Then, we have a container query that styles the cards to take on a vertical block layout when they are less than 350px wide, and shifts to a horizontal inline layout by applying display: flex (which has an inline flow by default).

@container (min-width: 350px) {
  .product-container {
    padding: 0.5rem 0 0;
    display: flex;
  }

  /* ... */
}

This means that each card owns its own responsive styling. This yet another example of where you can create a macro layout with the product grid, and a micro layout with the product cards. Pretty cool!

Usage

In order to use @container, you first need to create a parent element that has containment. In order to do so, you’ll need to set contain: layout inline-size on the parent. You can use inline-size since we currently can only apply container queries to the inline axis. This prevents your layout from breaking in the block direction.
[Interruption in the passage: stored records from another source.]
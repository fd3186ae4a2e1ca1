//! File logging for the runlog binaries.
//!
//! The TUI owns the terminal, so nothing is logged to stdout. Both binaries
//! write to a daily file under `$XDG_STATE_HOME/runlog/`.

use crate::config::{Config, LoggingConfig};
use crate::error::{Error, Result};
use std::path::{Path, PathBuf};
use tracing_appender::non_blocking::WorkerGuard;
use tracing_appender::rolling::{RollingFileAppender, Rotation};
use tracing_subscriber::{
    fmt::{self, format::FmtSpan},
    layer::SubscriberExt,
    util::SubscriberInitExt,
    EnvFilter,
};

/// Prefix of every log file; rotation appends the date.
const LOG_FILE_PREFIX: &str = "runlog.log";

/// Install the global subscriber.
///
/// `RUST_LOG` wins over `config.level`. Keep the returned guard alive for
/// the life of the process or buffered lines are lost.
pub fn init(config: &LoggingConfig) -> Result<LoggingGuard> {
    let log_dir = Config::state_dir();
    let appender = rolling_appender(&log_dir, config.max_files)?;
    let (writer, guard) = tracing_appender::non_blocking(appender);

    let filter =
        EnvFilter::try_from_default_env().unwrap_or_else(|_| EnvFilter::new(&config.level));

    let file_layer = fmt::layer()
        .with_writer(writer)
        .with_ansi(false)
        .with_target(true)
        .with_line_number(true);

    // Already installed (tests, repeated init): keep the first subscriber
    let _ = tracing_subscriber::registry()
        .with(filter)
        .with(file_layer)
        .try_init();

    tracing::info!(log_dir = %log_dir.display(), level = %config.level, "runlog logging ready");

    Ok(LoggingGuard { _worker: guard })
}

fn rolling_appender(log_dir: &Path, max_files: usize) -> Result<RollingFileAppender> {
    std::fs::create_dir_all(log_dir)?;

    RollingFileAppender::builder()
        .rotation(Rotation::DAILY)
        .filename_prefix(LOG_FILE_PREFIX)
        .max_log_files(max_files.max(1))
        .build(log_dir)
        .map_err(|e| Error::Config(format!("cannot open log file in {}: {}", log_dir.display(), e)))
}

/// Route test logs through the test harness writer.
pub fn init_test() {
    let _ = tracing_subscriber::fmt()
        .with_env_filter(EnvFilter::from_default_env())
        .with_test_writer()
        .with_span_events(FmtSpan::CLOSE)
        .try_init();
}

/// Flushes pending log lines on drop.
pub struct LoggingGuard {
    _worker: WorkerGuard,
}

/// Base path of the current log file.
pub fn log_file_path() -> PathBuf {
    Config::log_path()
}

#[cfg(test)]
mod tests {
    use super::*;
    use tempfile::TempDir;

    #[test]
    fn test_log_file_path() {
        let path = log_file_path();
        assert!(path.ends_with(LOG_FILE_PREFIX));
    }

    #[test]
    fn test_rolling_appender_creates_missing_dir() {
        let dir = TempDir::new().unwrap();
        let log_dir = dir.path().join("state").join("runlog");

        rolling_appender(&log_dir, 0).unwrap();

        assert!(log_dir.is_dir());
    }
}
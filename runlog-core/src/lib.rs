//! # runlog-core
//!
//! Core library for runlog - a running log dashboard.
//!
//! This library provides:
//! - A CSV tokenizer adapter and row validator for running logs
//! - Metrics over validated rows (overall, per runner, time series)
//! - Configuration management
//! - Logging infrastructure
//!
//! ## Architecture
//!
//! Data flows through three layers:
//! - **Raw:** CSV bytes and header-keyed [`RawRecord`]s (discarded after validation)
//! - **Validated:** a [`ParseOutcome`] of [`ValidatedRow`]s plus every [`ValidationError`]
//! - **Derived:** metrics and chart series, recomputed whenever rows or the filter change
//!
//! ## Example
//!
//! ```rust
//! use runlog_core::analytics::Dashboard;
//! use runlog_core::ingest;
//!
//! let csv = b"date,person,miles run\n31/12/2024,Alice,5.0\n01/01/2025,Alice,3.5\n";
//! let outcome = ingest::load_bytes(csv).expect("well-formed CSV");
//! assert!(outcome.success);
//!
//! let dashboard = Dashboard::build(&outcome.rows, None);
//! assert_eq!(dashboard.overall.total, 8.5);
//! ```

// Re-export commonly used items at the crate root
pub use config::Config;
pub use error::{Error, Result};
pub use types::*;

// Public modules
pub mod analytics;
pub mod config;
pub mod error;
pub mod format;
pub mod ingest;
pub mod logging;
pub mod types;
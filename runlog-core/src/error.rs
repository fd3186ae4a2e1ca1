//! Error types for runlog-core
//!
//! These cover operational failures only. Problems with the *contents* of a
//! CSV file are reported as [`crate::types::ValidationError`] values inside a
//! [`crate::types::ParseOutcome`], never as `Err`.

use std::path::PathBuf;
use thiserror::Error;

/// Main error type for the runlog-core library
#[derive(Error, Debug)]
pub enum Error {
    /// IO error
    #[error("IO error: {0}")]
    Io(#[from] std::io::Error),

    /// The CSV tokenizer could not make sense of the input
    #[error("Failed to parse CSV file: {0}")]
    Csv(#[from] csv::Error),

    /// Configuration error
    #[error("configuration error: {0}")]
    Config(String),

    /// Only `.csv` files are accepted
    #[error("unsupported file {}: expected a .csv file", .0.display())]
    UnsupportedFile(PathBuf),
}

/// Result type alias for runlog-core
pub type Result<T> = std::result::Result<T, Error>;
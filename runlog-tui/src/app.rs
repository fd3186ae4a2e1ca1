//! Application state for the TUI.

use std::path::{Path, PathBuf};

use crossterm::event::{KeyCode, KeyEvent};
use runlog_core::analytics::{person_names, Dashboard};
use runlog_core::config::DashboardConfig;
use runlog_core::{ingest, ParseOutcome};

/// Current input mode
#[derive(Debug, Clone, Default, PartialEq, Eq)]
pub enum InputMode {
    /// Dashboard navigation
    #[default]
    Normal,
    /// Typing a path to open
    OpenPath { buffer: String },
}

/// Main application state.
///
/// Everything tied to the loaded file (outcome, path, filter, dashboard)
/// is replaced together by [`App::load_file`] and [`App::clear`].
pub struct App {
    /// Result of the last successful read, if any
    pub outcome: Option<ParseOutcome>,
    /// Path of the loaded (or last attempted) file
    pub path: Option<PathBuf>,
    /// Operational failure from the last load (unreadable file, bad encoding)
    pub load_error: Option<String>,
    /// Sorted runner names from the loaded rows
    pub persons: Vec<String>,
    /// Person filter: 0 is All Runners, `i` selects `persons[i - 1]`
    pub filter_index: usize,
    /// Derived view model for the current filter
    pub dashboard: Option<Dashboard>,
    /// Bumped every time the session is replaced
    pub reset_count: u64,
    /// Current input mode
    pub input_mode: InputMode,
    /// Scroll offset into the validation error list
    pub error_scroll: usize,
    /// Rows reserved for the chart
    pub chart_height: u16,
    /// Filter applied after each load when the runner exists
    default_person: Option<String>,
    /// Whether the app should exit
    pub should_quit: bool,
}

impl App {
    /// Create an empty session.
    pub fn new(config: &DashboardConfig) -> Self {
        Self {
            outcome: None,
            path: None,
            load_error: None,
            persons: Vec::new(),
            filter_index: 0,
            dashboard: None,
            reset_count: 0,
            input_mode: InputMode::default(),
            error_scroll: 0,
            chart_height: config.chart_height,
            default_person: config.default_person.clone(),
            should_quit: false,
        }
    }

    /// Load a CSV file, replacing the whole session.
    pub fn load_file(&mut self, path: &Path) {
        tracing::info!(path = %path.display(), "Loading file");

        match ingest::load_path(path) {
            Ok(outcome) => self.replace_session(Some(path.to_path_buf()), Some(outcome), None),
            Err(e) => {
                tracing::warn!(path = %path.display(), error = %e, "Failed to load file");
                self.replace_session(Some(path.to_path_buf()), None, Some(e.to_string()));
            }
        }
    }

    /// Re-read the current file from disk.
    pub fn reload(&mut self) {
        if let Some(path) = self.path.clone() {
            self.load_file(&path);
        }
    }

    /// Drop the loaded data and return to the empty dashboard.
    pub fn clear(&mut self) {
        tracing::debug!("Clearing session");
        self.replace_session(None, None, None);
    }

    fn replace_session(
        &mut self,
        path: Option<PathBuf>,
        outcome: Option<ParseOutcome>,
        load_error: Option<String>,
    ) {
        self.persons = outcome
            .as_ref()
            .map(|o| person_names(&o.rows))
            .unwrap_or_default();
        self.filter_index = self
            .default_person
            .as_deref()
            .and_then(|name| self.persons.iter().position(|p| p == name))
            .map(|i| i + 1)
            .unwrap_or(0);
        self.outcome = outcome;
        self.path = path;
        self.load_error = load_error;
        self.error_scroll = 0;
        self.reset_count += 1;
        self.rebuild_dashboard();
    }

    fn rebuild_dashboard(&mut self) {
        let selected = self.selected_person().map(str::to_string);
        self.dashboard = self
            .outcome
            .as_ref()
            .filter(|o| o.has_rows())
            .map(|o| Dashboard::build(&o.rows, selected.as_deref()));
    }

    /// The runner currently filtered on, or `None` for All Runners.
    pub fn selected_person(&self) -> Option<&str> {
        self.filter_index
            .checked_sub(1)
            .and_then(|i| self.persons.get(i))
            .map(String::as_str)
    }

    /// Label for the person selector.
    pub fn filter_label(&self) -> &str {
        match self.selected_person() {
            Some(name) => runlog_core::format::display_person(name),
            None => "All Runners",
        }
    }

    fn next_person(&mut self) {
        if self.persons.is_empty() {
            return;
        }
        self.filter_index = (self.filter_index + 1) % (self.persons.len() + 1);
        self.rebuild_dashboard();
    }

    fn previous_person(&mut self) {
        if self.persons.is_empty() {
            return;
        }
        self.filter_index = if self.filter_index == 0 {
            self.persons.len()
        } else {
            self.filter_index - 1
        };
        self.rebuild_dashboard();
    }

    /// Validation errors from the current outcome.
    pub fn error_count(&self) -> usize {
        self.outcome.as_ref().map(|o| o.errors.len()).unwrap_or(0)
    }

    fn scroll_errors_down(&mut self) {
        if self.error_scroll + 1 < self.error_count() {
            self.error_scroll += 1;
        }
    }

    fn scroll_errors_up(&mut self) {
        self.error_scroll = self.error_scroll.saturating_sub(1);
    }

    /// Handle keyboard input.
    pub fn handle_key(&mut self, key: KeyEvent) {
        match &self.input_mode {
            InputMode::Normal => self.handle_normal_key(key),
            InputMode::OpenPath { .. } => self.handle_path_key(key),
        }
    }

    /// Handle keyboard input on the dashboard.
    fn handle_normal_key(&mut self, key: KeyEvent) {
        match key.code {
            KeyCode::Char('q') | KeyCode::Esc => {
                self.should_quit = true;
            }
            KeyCode::Char('o') => {
                let buffer = self
                    .path
                    .as_ref()
                    .map(|p| p.display().to_string())
                    .unwrap_or_default();
                self.input_mode = InputMode::OpenPath { buffer };
            }
            KeyCode::Char('c') => {
                self.clear();
            }
            KeyCode::Char('r') => {
                self.reload();
            }
            KeyCode::Right | KeyCode::Char('l') => {
                self.next_person();
            }
            KeyCode::Left | KeyCode::Char('h') => {
                self.previous_person();
            }
            KeyCode::Down | KeyCode::Char('j') => {
                self.scroll_errors_down();
            }
            KeyCode::Up | KeyCode::Char('k') => {
                self.scroll_errors_up();
            }
            _ => {}
        }
    }

    /// Handle keyboard input in the open-file prompt.
    fn handle_path_key(&mut self, key: KeyEvent) {
        let InputMode::OpenPath { buffer } = &mut self.input_mode else {
            return;
        };
        match key.code {
            KeyCode::Esc => {
                self.input_mode = InputMode::Normal;
            }
            KeyCode::Enter => {
                let path = PathBuf::from(buffer.trim());
                self.input_mode = InputMode::Normal;
                if !path.as_os_str().is_empty() {
                    self.load_file(&path);
                }
            }
            KeyCode::Backspace => {
                buffer.pop();
            }
            KeyCode::Char(c) => {
                buffer.push(c);
            }
            _ => {}
        }
    }
}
Setting contain: layout inline-size creates a new containing block and new block formatting context, letting the browser separate it from the rest of the layout. Now, we can query!

Limitations

Currently, you cannot use height-based container queries, using only the block axis. In order to make grid children work with @container, you’ll need to add a wrapper element. Despite this, adding a wrapper lets you still get the effects you want.

Try it out

You can experiment with the @container property in Chromium today, by navigating to: chrome://flags in Chrome Canary and turning on the #experimental-container-queries flag.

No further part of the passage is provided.